Gah, this paper is hard to read, but here's my understanding: Let's say you have...

benreesman · on Oct 12, 2023

I had a startup a few years ago that was in the “eh we’ve got some money left from our BigTech days, let’s buy a lottery ticket that’s also a masters degree” category.

And in late 2018, attention/transformers was quite the risqué idea. We were trying to forecast price action in financial markets, and while it didn’t work (I mean really Ben), it smoked all the published stuff like DeepLOB.

It used learned embeddings of raw order books passed through a little conv widget to smooth a bit, and then learned embeddings of order book states before passing them through big-standard positional encoding and multi-head masked self-attention.

This actually worked great!

The thing that kills you is trying to reward-shape on the policy side to avoid getting eaten by taker fees, but it’s a broken ATM with artificially lowered fees.

sterlind · on Oct 12, 2023

Interesting, I'm trying to understand (much less knowledgeable about finance than ML, heh.) But it sounds like you fed it the raw order books (no time dimension), a sequence of order states corresponding to each (a time series), mapped them into the embedding dimension of a decoder-only transformer (the masking), and trained it to predict logits for the next order state?

See, that makes way more sense to me, since it sounds like you used causal self-attention , and actual position embeddings.

I've been interested in some time series stuff, like position embeddings to model actual wall-clock time offsets rather than sequence index, but for textless NLP rather than trading.

anonymoushn · on Oct 12, 2023

XTX markets seems to be doing something in the same genre as this. As I understand it, they are mostly taker.

anonu · on Oct 12, 2023

why didnt you start a hedge fund?

dchftcs · on Oct 12, 2023

They did say it didn't work. The overwhelming majority of finance stuff in published work doesn't work, because they're either too simplistic, poorly backtested, or they get exploited too quickly, so beating those doesn't imply you can run a hedge fund.

The main part here is that it's one thing to predict price action, it's another thing to trade profitably - and in particular they were not able to beat fees, which is a common hurdle if you're new to HFT.

benreesman · on Oct 12, 2023

Basically this. We were heavy infra pros and my cofounder was an HFT veteran so it wasn’t classic implementation shortfall so much as we didn’t solve the “do we enter” threshold on what would be a friction-free windfall.

Galanwe · on Oct 12, 2023

What they describe looks like a single predictor. You can't create a strategy with a single predictor, unless it's incredibly predictive. 99% of the time, a predictor cannot beat its transaction costs alone.

You need to combine hundreds of such predictors to be able to beat costs and have a net profitable strategy.

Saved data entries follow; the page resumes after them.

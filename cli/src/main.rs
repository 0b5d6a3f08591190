// Copyright (c) 2026 100monkeys.ai
// SPDX-License-Identifier: AGPL-3.0

//! # Catalyst control-plane daemon
//!
//! Wires configuration, the persistence backend, the agent gateway, the
//! SFTP surface and the HTTP router, then runs until interrupted.

use anyhow::{Context, Result};
use catalyst_core::application::access::{AccessEvaluator, SuspensionPolicy};
use catalyst_core::application::allocator::ResourceArbiter;
use catalyst_core::application::files::FileTreeService;
use catalyst_core::application::lifecycle::WorkloadLifecycleService;
use catalyst_core::application::provision::WorkloadProvisioningService;
use catalyst_core::application::template_import::TemplateImporter;
use catalyst_core::application::transfer::{FsBlobStore, TransferCoordinator};
use catalyst_core::config::CoreConfig;
use catalyst_core::infrastructure::db::Database;
use catalyst_core::infrastructure::event_bus::EventBus;
use catalyst_core::infrastructure::gateway::{AgentEventRouter, GatewayServer};
use catalyst_core::infrastructure::log_batcher::LogBatcher;
use catalyst_core::infrastructure::repositories::RepositoryBundle;
use catalyst_core::infrastructure::sftp::{SftpServer, SftpServerConfig};
use catalyst_core::presentation::api::{app, AppState};
use clap::Parser;
use std::sync::Arc;
use tracing::info;
use tracing_subscriber::EnvFilter;

/// Catalyst control plane for containerized game-server fleets.
#[derive(Parser)]
#[command(name = "catalystd")]
#[command(version, about, long_about = None)]
struct Cli {
    /// HTTP API bind address.
    #[arg(long, env = "HTTP_BIND")]
    http_bind: Option<String>,

    /// Agent gateway bind address.
    #[arg(long, env = "GATEWAY_BIND")]
    gateway_bind: Option<String>,

    /// Prometheus exporter bind address; disabled when absent.
    #[arg(long, env = "METRICS_BIND")]
    metrics_bind: Option<String>,

    /// Log filter (trace, debug, info, warn, error).
    #[arg(long, env = "LOG_LEVEL", default_value = "info")]
    log_level: String,
}

#[tokio::main]
async fn main() -> Result<()> {
    let cli = Cli::parse();

    tracing_subscriber::fmt()
        .with_env_filter(
            EnvFilter::try_from_default_env()
                .unwrap_or_else(|_| EnvFilter::new(cli.log_level.clone())),
        )
        .init();

    let mut config = CoreConfig::from_env();
    if let Some(bind) = cli.http_bind {
        config.http_bind = bind;
    }
    if let Some(bind) = cli.gateway_bind {
        config.gateway_bind = bind;
    }
    let config = Arc::new(config);

    if let Some(bind) = &cli.metrics_bind {
        let addr: std::net::SocketAddr = bind.parse().context("parsing METRICS_BIND")?;
        metrics_exporter_prometheus::PrometheusBuilder::new()
            .with_http_listener(addr)
            .install()
            .context("installing prometheus exporter")?;
        info!(%addr, "metrics exporter listening");
    }

    let repos = match &config.database_url {
        Some(url) => {
            info!("using PostgreSQL persistence");
            let db = Database::new(url).await.context("connecting to PostgreSQL")?;
            RepositoryBundle::postgres(&db)
        }
        None => {
            info!("no DATABASE_URL; using in-memory persistence");
            RepositoryBundle::in_memory()
        }
    };

    let event_bus = EventBus::with_default_capacity();
    let access = Arc::new(AccessEvaluator::new(
        repos.access.clone(),
        SuspensionPolicy::from_config(&config),
    ));
    let arbiter = Arc::new(ResourceArbiter::new(
        repos.nodes.clone(),
        repos.workloads.clone(),
        repos.ip_pools.clone(),
        config.max_disk_mb,
    ));

    let gateway = GatewayServer::new(
        repos.nodes.clone(),
        event_bus.clone(),
        config.send_admission_timeout,
        config.node_liveness_window,
    );

    let lifecycle = Arc::new(WorkloadLifecycleService::new(
        config.clone(),
        repos.workloads.clone(),
        repos.templates.clone(),
        repos.logs.clone(),
        repos.audit.clone(),
        access.clone(),
        gateway.clone(),
        event_bus.clone(),
    ));

    let batcher = LogBatcher::spawn(repos.logs.clone(), repos.metrics.clone());
    gateway.set_router(Arc::new(AgentEventRouter::new(
        lifecycle.clone(),
        repos.backups.clone(),
        batcher,
        event_bus.clone(),
    )));

    let provisioning = Arc::new(WorkloadProvisioningService::new(
        config.clone(),
        arbiter.clone(),
        repos.workloads.clone(),
        repos.templates.clone(),
        repos.access.clone(),
        repos.audit.clone(),
        access.clone(),
        gateway.clone(),
    ));

    let transfer = Arc::new(TransferCoordinator::new(
        config.clone(),
        repos.workloads.clone(),
        repos.nodes.clone(),
        repos.backups.clone(),
        repos.logs.clone(),
        arbiter,
        access.clone(),
        gateway.clone(),
        lifecycle.clone(),
        event_bus.clone(),
        Arc::new(FsBlobStore),
        None,
    ));

    let gateway_listener = tokio::net::TcpListener::bind(&config.gateway_bind)
        .await
        .with_context(|| format!("binding gateway on {}", config.gateway_bind))?;
    info!(bind = %config.gateway_bind, "agent gateway listening");
    tokio::spawn(gateway.clone().serve(gateway_listener));

    let sftp = SftpServer::new(
        SftpServerConfig {
            bind_port: config.sftp_port,
            host_key_path: config.sftp_host_key.clone(),
            idle_timeout: config.sftp_idle_timeout,
            files_root: config.sftp_root.clone(),
        },
        repos.sessions.clone(),
        repos.access.clone(),
        repos.workloads.clone(),
    );
    tokio::spawn(async move {
        if let Err(e) = sftp.run().await {
            tracing::error!(error = %e, "sftp server exited");
        }
    });

    let state = Arc::new(AppState {
        provisioning,
        lifecycle,
        transfer,
        files: FileTreeService::new(&config.server_data_root),
        access,
        workloads: repos.workloads.clone(),
        nodes: repos.nodes.clone(),
        templates: repos.templates.clone(),
        importer: TemplateImporter::new(),
    });

    let http_listener = tokio::net::TcpListener::bind(&config.http_bind)
        .await
        .with_context(|| format!("binding http on {}", config.http_bind))?;
    info!(bind = %config.http_bind, "http surface listening");

    axum::serve(http_listener, app(state))
        .with_graceful_shutdown(async {
            let _ = tokio::signal::ctrl_c().await;
            info!("shutdown requested");
        })
        .await
        .context("http server failed")?;

    Ok(())
}
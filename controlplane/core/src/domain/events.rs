// Copyright (c) 2026 100monkeys.ai
// SPDX-License-Identifier: AGPL-3.0

//! Domain events published on the in-process event bus.

use crate::domain::gateway::AgentEvent;
use crate::domain::node::NodeId;
use crate::domain::workload::{WorkloadId, WorkloadStatus};
use chrono::{DateTime, Utc};
use serde::{Deserialize, Serialize};

#[derive(Debug, Clone, Serialize, Deserialize)]
#[serde(tag = "type", rename_all = "snake_case")]
pub enum WorkloadEvent {
    StatusChanged {
        workload_id: WorkloadId,
        from: WorkloadStatus,
        to: WorkloadStatus,
        at: DateTime<Utc>,
    },
    CrashLimitReached {
        workload_id: WorkloadId,
        crash_count: u32,
    },
    Suspended {
        workload_id: WorkloadId,
        by: String,
    },
    Unsuspended {
        workload_id: WorkloadId,
    },
    TransferStarted {
        workload_id: WorkloadId,
        source: NodeId,
        target: NodeId,
    },
    TransferCompleted {
        workload_id: WorkloadId,
        target: NodeId,
    },
    TransferFailed {
        workload_id: WorkloadId,
        reason: String,
    },
}

#[derive(Debug, Clone, Serialize, Deserialize)]
#[serde(tag = "type", rename_all = "snake_case")]
pub enum NodeEvent {
    SessionOpened { node_id: NodeId },
    SessionClosed { node_id: NodeId },
    MarkedOffline { node_id: NodeId },
}

/// Unified event type carried by the bus.
#[derive(Debug, Clone, Serialize, Deserialize)]
#[serde(tag = "kind", rename_all = "snake_case")]
pub enum DomainEvent {
    Workload(WorkloadEvent),
    Node(NodeEvent),
    /// A raw agent frame, fanned out before reduction so waiters (transfer
    /// coordinator, tests) can correlate on it.
    Agent { node_id: NodeId, event: AgentEvent },
}

impl DomainEvent {
    /// The workload an event concerns, when there is one.
    pub fn workload_id(&self) -> Option<WorkloadId> {
        match self {
            DomainEvent::Workload(e) => Some(match e {
                WorkloadEvent::StatusChanged { workload_id, .. }
                | WorkloadEvent::CrashLimitReached { workload_id, .. }
                | WorkloadEvent::Suspended { workload_id, .. }
                | WorkloadEvent::Unsuspended { workload_id }
                | WorkloadEvent::TransferStarted { workload_id, .. }
                | WorkloadEvent::TransferCompleted { workload_id, .. }
                | WorkloadEvent::TransferFailed { workload_id, .. } => *workload_id,
            }),
            DomainEvent::Node(_) => None,
            DomainEvent::Agent { event, .. } => event.server_id(),
        }
    }
}
// Copyright (c) 2026 100monkeys.ai
// SPDX-License-Identifier: AGPL-3.0

//! PostgreSQL `WorkloadRepository`: the aggregate lives in a JSONB column
//! next to the columns the queries filter on.

use crate::domain::node::NodeId;
use crate::domain::repository::{RepositoryError, WorkloadRepository};
use crate::domain::workload::{Workload, WorkloadId};
use super::postgres::db_err;
use async_trait::async_trait;
use sqlx::postgres::PgPool;
use sqlx::Row;
use uuid::Uuid;

pub struct PostgresWorkloadRepository {
    pool: PgPool,
}

impl PostgresWorkloadRepository {
    pub fn new(pool: PgPool) -> Self {
        Self { pool }
    }
}

fn decode(row: &sqlx::postgres::PgRow) -> Result<Workload, RepositoryError> {
    let data: serde_json::Value = row.get("data");
    serde_json::from_value(data).map_err(|e| RepositoryError::Serialization(e.to_string()))
}

#[async_trait]
impl WorkloadRepository for PostgresWorkloadRepository {
    async fn insert(&self, mut workload: Workload) -> Result<Workload, RepositoryError> {
        let mut tx = self.pool.begin().await.map_err(db_err)?;

        let row = sqlx::query(
            r#"
            INSERT INTO workloads (uuid, node_id, status, data, created_at, updated_at)
            VALUES ($1, $2, $3, '{}'::jsonb, $4, $5)
            RETURNING id
            "#,
        )
        .bind(workload.uuid)
        .bind(workload.node_id.0)
        .bind(workload.status.as_str())
        .bind(workload.created_at)
        .bind(workload.updated_at)
        .fetch_one(&mut *tx)
        .await
        .map_err(db_err)?;

        workload.id = WorkloadId(row.get::<i64, _>("id"));
        let data = serde_json::to_value(&workload)
            .map_err(|e| RepositoryError::Serialization(e.to_string()))?;
        sqlx::query("UPDATE workloads SET data = $1 WHERE id = $2")
            .bind(data)
            .bind(workload.id.0)
            .execute(&mut *tx)
            .await
            .map_err(db_err)?;

        tx.commit().await.map_err(db_err)?;
        Ok(workload)
    }

    async fn update(&self, workload: &Workload) -> Result<(), RepositoryError> {
        let data = serde_json::to_value(workload)
            .map_err(|e| RepositoryError::Serialization(e.to_string()))?;
        let result = sqlx::query(
            r#"
            UPDATE workloads
            SET node_id = $1, status = $2, data = $3, updated_at = $4
            WHERE id = $5
            "#,
        )
        .bind(workload.node_id.0)
        .bind(workload.status.as_str())
        .bind(data)
        .bind(workload.updated_at)
        .bind(workload.id.0)
        .execute(&self.pool)
        .await
        .map_err(db_err)?;

        if result.rows_affected() == 0 {
            return Err(RepositoryError::NotFound(format!("workload {}", workload.id)));
        }
        Ok(())
    }

    async fn find_by_id(&self, id: WorkloadId) -> Result<Option<Workload>, RepositoryError> {
        let row = sqlx::query("SELECT data FROM workloads WHERE id = $1")
            .bind(id.0)
            .fetch_optional(&self.pool)
            .await
            .map_err(db_err)?;
        row.as_ref().map(decode).transpose()
    }

    async fn find_by_uuid(&self, uuid: Uuid) -> Result<Option<Workload>, RepositoryError> {
        let row = sqlx::query("SELECT data FROM workloads WHERE uuid = $1")
            .bind(uuid)
            .fetch_optional(&self.pool)
            .await
            .map_err(db_err)?;
        row.as_ref().map(decode).transpose()
    }

    async fn list_by_node(&self, node: NodeId) -> Result<Vec<Workload>, RepositoryError> {
        let rows = sqlx::query("SELECT data FROM workloads WHERE node_id = $1 ORDER BY id")
            .bind(node.0)
            .fetch_all(&self.pool)
            .await
            .map_err(db_err)?;
        rows.iter().map(decode).collect()
    }

    async fn list_all(&self) -> Result<Vec<Workload>, RepositoryError> {
        let rows = sqlx::query("SELECT data FROM workloads ORDER BY id")
            .fetch_all(&self.pool)
            .await
            .map_err(db_err)?;
        rows.iter().map(decode).collect()
    }

    async fn delete(&self, id: WorkloadId) -> Result<(), RepositoryError> {
        sqlx::query("DELETE FROM workloads WHERE id = $1")
            .bind(id.0)
            .execute(&self.pool)
            .await
            .map_err(db_err)?;
        Ok(())
    }
}
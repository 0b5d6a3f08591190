// Copyright (c) 2026 100monkeys.ai
// SPDX-License-Identifier: AGPL-3.0

//! Workload provisioning: create, update, delete.
//!
//! Create runs as one logical transaction: admission check, row insert, IP
//! allocation (IPAM modes) and the owner's default grants either all land
//! or are rolled back. Update enforces the stopped-only rule for resource
//! and binding mutations. Delete releases the IP before the row goes away.

use crate::application::access::{AccessEvaluator, SuspensionGate};
use crate::application::allocator::ResourceArbiter;
use crate::config::CoreConfig;
use crate::domain::access::{permissions, PrincipalId, WorkloadAccess};
use crate::domain::error::{CoreError, CoreResult};
use crate::domain::gateway::NodeGateway;
use crate::domain::log::AuditEntry;
use crate::domain::repository::{
    AccessRepository, AuditLogRepository, TemplateRepository, WorkloadRepository,
};
use crate::domain::workload::{
    Allocations, BackupMode, NetworkMode, RestartPolicy, Workload, WorkloadId, WorkloadStatus,
};
use chrono::Utc;
use std::collections::BTreeMap;
use std::net::IpAddr;
use std::sync::Arc;
use tracing::{info, warn};
use uuid::Uuid;

use crate::domain::node::NodeId;
use crate::domain::template::TemplateId;

#[derive(Debug, Clone)]
pub struct CreateWorkloadRequest {
    pub name: String,
    pub description: Option<String>,
    pub node_id: NodeId,
    pub template_id: TemplateId,
    pub allocations: Allocations,
    pub network_mode: NetworkMode,
    pub network_name: Option<String>,
    pub primary_port: u16,
    pub port_bindings: BTreeMap<u16, u16>,
    pub requested_ip: Option<IpAddr>,
    pub environment: BTreeMap<String, String>,
    pub restart_policy: RestartPolicy,
    pub max_crash_count: u32,
    pub backup_mode: BackupMode,
}

#[derive(Debug, Clone, Default)]
pub struct UpdateWorkloadRequest {
    pub name: Option<String>,
    pub description: Option<String>,
    pub allocations: Option<Allocations>,
    pub primary_port: Option<u16>,
    pub port_bindings: Option<BTreeMap<u16, u16>>,
    pub environment: Option<BTreeMap<String, String>>,
    pub restart_policy: Option<RestartPolicy>,
    pub max_crash_count: Option<u32>,
}

impl UpdateWorkloadRequest {
    /// True when the request touches anything the stopped-only rule covers.
    fn changes_resources(&self, current: &Workload) -> bool {
        self.allocations.is_some_and(|a| a != current.allocations)
            || self.primary_port.is_some_and(|p| p != current.primary_port)
            || self.port_bindings.as_ref().is_some_and(|b| *b != current.port_bindings)
    }
}

pub struct WorkloadProvisioningService {
    config: Arc<CoreConfig>,
    arbiter: Arc<ResourceArbiter>,
    workloads: Arc<dyn WorkloadRepository>,
    templates: Arc<dyn TemplateRepository>,
    access_repo: Arc<dyn AccessRepository>,
    audit: Arc<dyn AuditLogRepository>,
    access: Arc<AccessEvaluator>,
    gateway: Arc<dyn NodeGateway>,
}

impl WorkloadProvisioningService {
    #[allow(clippy::too_many_arguments)]
    pub fn new(
        config: Arc<CoreConfig>,
        arbiter: Arc<ResourceArbiter>,
        workloads: Arc<dyn WorkloadRepository>,
        templates: Arc<dyn TemplateRepository>,
        access_repo: Arc<dyn AccessRepository>,
        audit: Arc<dyn AuditLogRepository>,
        access: Arc<AccessEvaluator>,
        gateway: Arc<dyn NodeGateway>,
    ) -> Self {
        Self { config, arbiter, workloads, templates, access_repo, audit, access, gateway }
    }

    pub async fn create(
        &self,
        principal: PrincipalId,
        request: CreateWorkloadRequest,
    ) -> CoreResult<Workload> {
        if request.name.trim().is_empty() {
            return Err(CoreError::validation("name must not be empty"));
        }
        if request.network_mode.is_ipam() && request.network_name.is_none() {
            return Err(CoreError::validation("network name is required in IPAM modes"));
        }
        self.templates
            .find_by_id(request.template_id)
            .await?
            .ok_or_else(|| CoreError::not_found("template"))?;

        let lock = self.arbiter.node_lock(request.node_id);
        let _guard = lock.lock().await;

        let bindings = self
            .arbiter
            .check_admission(
                request.node_id,
                None,
                request.allocations,
                request.network_mode,
                request.primary_port,
                request.port_bindings.clone(),
            )
            .await?;

        let now = Utc::now();
        let workload = Workload {
            id: WorkloadId(0), // repository-assigned
            uuid: Uuid::new_v4(),
            name: request.name,
            description: request.description,
            owner_id: principal,
            node_id: request.node_id,
            location: None,
            template_id: request.template_id,
            allocations: request.allocations,
            network_mode: request.network_mode,
            network_name: request.network_name.clone(),
            primary_port: request.primary_port,
            port_bindings: bindings,
            primary_ip: None,
            environment: request.environment,
            status: WorkloadStatus::Stopped,
            crash_count: 0,
            last_crash_at: None,
            restart_policy: request.restart_policy,
            max_crash_count: request.max_crash_count,
            backup_mode: request.backup_mode,
            backup_retention_count: 3,
            backup_retention_days: 14,
            suspension: None,
            container_id: None,
            container_name: None,
            created_at: now,
            updated_at: now,
        };

        let mut workload = self.workloads.insert(workload).await?;

        if workload.network_mode.is_ipam() {
            let network = request.network_name.as_deref().unwrap_or_default();
            match self
                .arbiter
                .allocate_ip(workload.node_id, network, workload.id, request.requested_ip)
                .await
            {
                Ok(addr) => {
                    workload.primary_ip = Some(addr);
                    self.workloads.update(&workload).await?;
                }
                Err(e) => {
                    // Roll the insert back so the failed create leaves
                    // nothing behind.
                    let _ = self.workloads.delete(workload.id).await;
                    return Err(e);
                }
            }
        }

        self.write_owner_grants(principal, workload.id).await?;
        self.audit(principal, "create", workload.id).await;
        info!(id = %workload.id, uuid = %workload.uuid, node = %workload.node_id, "workload created");
        Ok(workload)
    }

    pub async fn update(
        &self,
        principal: PrincipalId,
        id: WorkloadId,
        request: UpdateWorkloadRequest,
    ) -> CoreResult<Workload> {
        let mut workload = self
            .workloads
            .find_by_id(id)
            .await?
            .ok_or_else(|| CoreError::not_found("workload"))?;
        self.access
            .check(principal, &workload, permissions::SERVER_UPDATE, SuspensionGate::Mutation)
            .await?;

        let resources_change = request.changes_resources(&workload);
        if resources_change && workload.status != WorkloadStatus::Stopped {
            return Err(CoreError::InvalidState(
                "workload must be stopped to change resources or port bindings".into(),
            ));
        }

        if resources_change {
            let lock = self.arbiter.node_lock(workload.node_id);
            let _guard = lock.lock().await;

            let allocations = request.allocations.unwrap_or(workload.allocations);
            let primary_port = request.primary_port.unwrap_or(workload.primary_port);
            let bindings = request
                .port_bindings
                .clone()
                .unwrap_or_else(|| workload.port_bindings.clone());

            let old_disk = workload.allocations.disk_mb;
            let bindings = self
                .arbiter
                .check_admission(
                    workload.node_id,
                    Some(id),
                    allocations,
                    workload.network_mode,
                    primary_port,
                    bindings,
                )
                .await?;

            workload.allocations = allocations;
            workload.primary_port = primary_port;
            workload.port_bindings = bindings;
            self.apply_plain_fields(&mut workload, &request);
            workload.updated_at = Utc::now();
            self.workloads.update(&workload).await?;

            if allocations.disk_mb != old_disk {
                self.send_resize(&workload).await;
            }
        } else {
            self.apply_plain_fields(&mut workload, &request);
            workload.updated_at = Utc::now();
            self.workloads.update(&workload).await?;
        }

        self.audit(principal, "update", id).await;
        Ok(workload)
    }

    /// Destroy a workload. Only the stopped state qualifies (plus suspended
    /// under the delete policy, which the gate has already evaluated).
    pub async fn delete(&self, principal: PrincipalId, id: WorkloadId) -> CoreResult<()> {
        let workload = self
            .workloads
            .find_by_id(id)
            .await?
            .ok_or_else(|| CoreError::not_found("workload"))?;
        self.access
            .check(principal, &workload, permissions::SERVER_DELETE, SuspensionGate::Delete)
            .await?;

        if !matches!(workload.status, WorkloadStatus::Stopped | WorkloadStatus::Suspended) {
            return Err(CoreError::InvalidState("workload must be stopped to delete".into()));
        }

        self.arbiter.release_ip(id).await?;
        self.access_repo.delete_grants_for_workload(id).await?;
        self.workloads.delete(id).await?;

        let dir = workload.data_dir(&self.config.server_data_root);
        if let Err(e) = tokio::fs::remove_dir_all(&dir).await {
            if e.kind() != std::io::ErrorKind::NotFound {
                warn!(%id, dir = %dir.display(), error = %e, "data directory cleanup failed");
            }
        }

        self.audit(principal, "delete", id).await;
        info!(%id, "workload deleted");
        Ok(())
    }

    fn apply_plain_fields(&self, workload: &mut Workload, request: &UpdateWorkloadRequest) {
        if let Some(name) = &request.name {
            workload.name = name.clone();
        }
        if let Some(description) = &request.description {
            workload.description = Some(description.clone());
        }
        if let Some(env) = &request.environment {
            workload.environment = env.clone();
        }
        if let Some(policy) = request.restart_policy {
            workload.restart_policy = policy;
        }
        if let Some(max) = request.max_crash_count {
            workload.max_crash_count = max;
        }
    }

    /// Disk changes are pushed to the agent when the node is reachable; the
    /// agent re-applies limits on the next start either way.
    async fn send_resize(&self, workload: &Workload) {
        let template = match self.templates.find_by_id(workload.template_id).await {
            Ok(Some(t)) => t,
            _ => return,
        };
        let payload = crate::domain::gateway::CommandPayload {
            server_id: workload.id,
            server_uuid: workload.uuid,
            environment: workload.compose_environment(&template, &self.config.server_data_root),
            template,
            allocations: workload.allocations,
            primary_port: workload.primary_port,
            port_bindings: workload.port_bindings.clone(),
            network_mode: workload.network_mode,
        };
        if let Err(e) = self
            .gateway
            .send(workload.node_id, crate::domain::gateway::AgentCommand::ResizeStorage(payload))
            .await
        {
            warn!(id = %workload.id, error = %e, "resize_storage dispatch failed");
        }
    }

    async fn write_owner_grants(
        &self,
        principal: PrincipalId,
        workload: WorkloadId,
    ) -> CoreResult<()> {
        self.access_repo
            .upsert_grant(WorkloadAccess {
                principal,
                workload,
                permissions: permissions::OWNER_DEFAULTS.iter().map(|s| s.to_string()).collect(),
                created_at: Utc::now(),
            })
            .await?;
        Ok(())
    }

    async fn audit(&self, principal: PrincipalId, action: &str, id: WorkloadId) {
        let entry = AuditEntry::new(principal.to_string(), action, "workload", id);
        if let Err(e) = self.audit.append(entry).await {
            warn!(%id, error = %e, "audit append failed");
        }
    }
}
// Copyright (c) 2026 100monkeys.ai
// SPDX-License-Identifier: AGPL-3.0

//! Persisted SSH host key: one RSA key per control-plane instance,
//! generated on first start.

use anyhow::{Context, Result};
use russh::keys::key::{KeyPair, SignatureHash};
use std::path::Path;

const RSA_BITS: usize = 2048;

pub fn load_or_generate(path: &Path) -> Result<KeyPair> {
    if path.exists() {
        return russh::keys::load_secret_key(path, None)
            .map_err(anyhow::Error::from)
            .with_context(|| format!("loading host key from {}", path.display()));
    }

    tracing::info!(path = %path.display(), "generating new {}-bit RSA host key", RSA_BITS);
    let key = KeyPair::generate_rsa(RSA_BITS, SignatureHash::SHA2_256)
        .context("generating host key")?;

    if let Some(parent) = path.parent() {
        std::fs::create_dir_all(parent)
            .with_context(|| format!("creating {}", parent.display()))?;
    }
    let mut pem = Vec::new();
    russh::keys::encode_pkcs8_pem(&key, &mut pem).context("encoding host key")?;
    std::fs::write(path, &pem)
        .with_context(|| format!("writing host key to {}", path.display()))?;
    #[cfg(unix)]
    {
        use std::os::unix::fs::PermissionsExt;
        std::fs::set_permissions(path, std::fs::Permissions::from_mode(0o600))?;
    }
    Ok(key)
}

#[cfg(test)]
mod tests {
    use super::*;

    #[test]
    fn generates_once_then_reloads() {
        let dir = tempfile::tempdir().unwrap();
        let path = dir.path().join("keys/host_key");

        let first = load_or_generate(&path).unwrap();
        assert!(path.exists());

        let second = load_or_generate(&path).unwrap();
        assert_eq!(
            first.clone_public_key().unwrap().fingerprint(),
            second.clone_public_key().unwrap().fingerprint()
        );
    }
}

We have a saying in French that you need a lot of rivers to create a sea.

benreesman · on Oct 12, 2023

So the group involved veterans from like Knight and DRW and stuff: we understood the model of combining lots of small signals with a low-latency regression.

We were trying to learn those signals as opposed to sweat-shop them.

But the broader point holds: signal isn’t alpha.

nyrikki · on Oct 12, 2023

Wasn't the US housing crisis of the late 2000s caused by that 99% threshold?

Not in finance at all but I do use reverse Kalman filters, to which this seems similar in core concepts.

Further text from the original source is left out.